Tutto quello in cui ho creduto fino al 1991, che mi ha circondato, era crollato in breve tempo, la macchina di guerra si era preparata dal ‘89 al ‘91. Sono rimaste le rovine nel senso ampio della parola. Simboliche e reali. Essere una giovane giornalista in una città in quell’epoca a maggioranza nazionalista verso croati, musulmani, albanesi – maschilista e patriarcale – non è stato semplice; mi sono opposta nella mia città ai poteri politici nazionalisti, ai caporedattori nazionalisti, alla società che diventava sempre di più xenofoba e accecata dall’odio. Vivevamo la banalità del male sotto tutti i punti di vista. Per me l’unico modo di non vivere in quella situazione insostenibile era di andarmene.

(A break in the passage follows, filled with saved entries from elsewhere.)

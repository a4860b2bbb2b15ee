//! 候选表格视图

use ratatui::{
    Frame,
    layout::{Constraint, Rect},
    style::{Modifier, Style},
    text::Line,
    widgets::{Block, Borders, Cell, Paragraph, Row, Table, TableState},
};

use crate::i18n::t;
use crate::model::{App, CandidatesState};
use crate::view::theme::colors;

const RADIO_ON: &str = "(•)";
const RADIO_OFF: &str = "( )";

/// 渲染候选表格
pub fn render(app: &App, frame: &mut Frame, area: Rect) {
    let texts = t();
    let c = colors();
    let table = &app.candidates;

    let title = match table.refreshed_at {
        Some(at) => format!(
            " {} ({} {}) ",
            texts.candidates.title,
            texts.candidates.updated_at,
            at.format("%H:%M:%S")
        ),
        None => format!(" {} ", texts.candidates.title),
    };
    let block = Block::default()
        .title(title)
        .title_style(Style::default().fg(c.fg).add_modifier(Modifier::BOLD))
        .borders(Borders::ALL)
        .border_style(c.border_style(app.focus.is_candidates()));

    if table.rows.is_empty() {
        let empty = Paragraph::new(vec![
            Line::from(""),
            Line::styled(
                format!("  {}", texts.candidates.empty),
                Style::default().fg(c.muted),
            ),
        ])
        .block(block);
        frame.render_widget(empty, area);
        return;
    }

    let columns = table.column_count();
    let header = Row::new(
        std::iter::once(Cell::from(""))
            .chain(header_labels(columns).into_iter().map(Cell::from)),
    )
    .style(Style::default().fg(c.muted).add_modifier(Modifier::BOLD));

    let rows = table.rows.iter().map(|row| {
        let radio = if table.is_chosen(row) { RADIO_ON } else { RADIO_OFF };
        let radio_style = if table.is_chosen(row) {
            Style::default().fg(c.success)
        } else {
            Style::default().fg(c.muted)
        };
        Row::new(
            std::iter::once(Cell::from(radio).style(radio_style))
                .chain(row.record.fields().iter().map(|f| Cell::from(f.as_str()))),
        )
    });

    let widths = std::iter::once(Constraint::Length(3))
        .chain(std::iter::repeat_n(Constraint::Fill(1), columns));

    let widget = Table::new(rows, widths)
        .header(header)
        .block(block)
        .style(Style::default().fg(c.fg))
        .row_highlight_style(
            Style::default()
                .bg(c.selected_bg)
                .fg(c.selected_fg)
                .add_modifier(Modifier::BOLD),
        );

    let mut state = table_state(table);
    frame.render_stateful_widget(widget, area, &mut state);
}

fn table_state(table: &CandidatesState) -> TableState {
    TableState::default().with_selected(Some(table.cursor))
}

/// 表头：已知列使用翻译名，多余的列编号
fn header_labels(columns: usize) -> Vec<String> {
    let known = &t().candidates.columns;
    (0..columns)
        .map(|i| {
            known
                .get(i)
                .map_or_else(|| format!("#{}", i + 1), |label| (*label).to_string())
        })
        .collect()
}
//! Banner state machine
//!
//! `Idle → Loading → {Success, Error} → Idle`. `Success` reverts on its own
//! after the linger period; `Error` stays until the next transition replaces it.

use std::time::Duration;

use tokio::time::Instant;

use super::CandidateRow;

/// Banner text for successful requests.
pub const SUCCESS_MESSAGE: &str = "Request succeeded!";

/// Exactly one banner is visible at a time.
#[derive(Debug, Clone, Default, PartialEq, Eq)]
pub enum UiState {
    #[default]
    Idle,
    Loading,
    Success { message: String, since: Instant },
    Error { message: String },
}

/// State change emitted by a component.
#[derive(Debug, Clone, PartialEq, Eq)]
pub enum UiTransition {
    Loading,
    Succeeded(String),
    Failed(String),
    /// New candidate table. The banner ignores it.
    CandidatesReplaced(Vec<CandidateRow>),
    Reset,
}

impl UiState {
    /// Apply a transition. The new banner always replaces the old one.
    pub fn apply(&mut self, transition: &UiTransition, now: Instant) {
        match transition {
            UiTransition::Loading => *self = Self::Loading,
            UiTransition::Succeeded(message) => {
                *self = Self::Success {
                    message: message.clone(),
                    since: now,
                };
            }
            UiTransition::Failed(message) => {
                *self = Self::Error {
                    message: message.clone(),
                };
            }
            UiTransition::Reset => *self = Self::Idle,
            UiTransition::CandidatesReplaced(_) => {}
        }
    }

    /// Revert an expired success banner. Returns `true` if the state changed.
    pub fn tick(&mut self, now: Instant, linger: Duration) -> bool {
        if let Self::Success { since, .. } = self
            && now.saturating_duration_since(*since) >= linger
        {
            *self = Self::Idle;
            return true;
        }
        false
    }

    pub fn is_loading(&self) -> bool {
        matches!(self, Self::Loading)
    }

    /// Banner text, if a message banner is showing.
    pub fn message(&self) -> Option<&str> {
        match self {
            Self::Success { message, .. } | Self::Error { message } => Some(message),
            Self::Idle | Self::Loading => None,
        }
    }
}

Rischiavo certe volte di essere aggredita, gli episodi che poi sono capitati tante volte ai miei colleghi e amici di allora lo dimostrano.

In quegli anni lo Stato del Montenegro mandava i soldati sul confine croato e i gruppi paramilitari commettevano i crimini in Bosnia. Non era possibile accettarlo allora e non lo è neanche oggi. Alla domanda “perché la guerra jugoslava”, le guerre, come è stato possibile pensare quel male e poi praticarlo rimane indicibile. Oggi me la pongo nella stessa maniera sull’Ucraina. Ieri sulla Siria, sull’Afghanistan, sulla Palestina, l’Iraq. Rimane un fatto difficile da concepire, tra la banalità del male e un preciso progetto politico e nazionalista, strategico dei poteri guerrafondai nel mondo. Mi interrogo sulla violenza insita nell’essere umano, ancora capace di commettere i crimini di guerra, violenza nel Mar Mediterraneo, violenza ai confini europei e non solo; pensare ai centri di accoglienza, che sono forme di campi di concentramento.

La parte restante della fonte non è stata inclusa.